# Vision Fine-tuning
Fine-tuning vision models enables model to excel at certain tasks normal LLMs won't be as good as such as object/movement detection. **You can also train** [**VLMs with RL**](https://unsloth.ai/docs/get-started/reinforcement-learning-rl-guide/vision-reinforcement-learning-vlm-rl)**.** We have many free notebooks for vision fine-tuning:
* [**Qwen3-VL**](https://unsloth.ai/docs/models/tutorials/qwen3-how-to-run-and-fine-tune/qwen3-vl-how-to-run-and-fine-tune) **(8B) Vision:** [**Notebook**](https://colab.research.google.com/github/unslothai/notebooks/blob/main/nb/Qwen3_VL_\(8B\)-Vision.ipynb)
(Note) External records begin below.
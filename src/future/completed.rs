//! Result wrapper for operations that finished synchronously.

use crate::error::{Error, Result};

use parking_lot::Mutex;

/// An already-resolved operation result.
///
/// Produced when the synchronous attempt completed the I/O on the calling
/// thread, and for validation failures that are surfaced as an immediately
/// failed future. If a completion handler was supplied the outcome has
/// already been handed to it and [`take`](Self::take) reports that instead.
pub struct CompletedResult<T> {
    outcome: Mutex<Option<Result<T>>>,
}

impl<T> CompletedResult<T> {
    pub(crate) fn with_result(value: T) -> Self {
        Self {
            outcome: Mutex::new(Some(Ok(value))),
        }
    }

    pub(crate) fn with_failure(error: Error) -> Self {
        Self {
            outcome: Mutex::new(Some(Err(error))),
        }
    }

    /// A completed result whose outcome was consumed by the handler.
    pub(crate) fn consumed() -> Self {
        Self {
            outcome: Mutex::new(None),
        }
    }

    /// Takes the outcome out of the result.
    pub(crate) fn take(&self) -> Result<T> {
        match self.outcome.lock().take() {
            Some(outcome) => outcome,
            None => Err(Error::InvalidInput(
                "result was already taken or delivered to the completion handler",
            )),
        }
    }
}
* [**Ministral 3**](https://unsloth.ai/docs/models/tutorials/ministral-3): vision fine-tuning for general Q\&A: [Notebook](https://colab.research.google.com/github/unslothai/notebooks/blob/main/nb/Pixtral_\(12B\)-Vision.ipynb)\
One can concatenate general Q\&A datasets with more niche datasets to make the finetune not forget base model skills.
* **Gemma 3 (4B) Vision:** [Notebook](https://colab.research.google.com/github/unslothai/notebooks/blob/main/nb/Gemma3_\(4B\)-Vision.ipynb)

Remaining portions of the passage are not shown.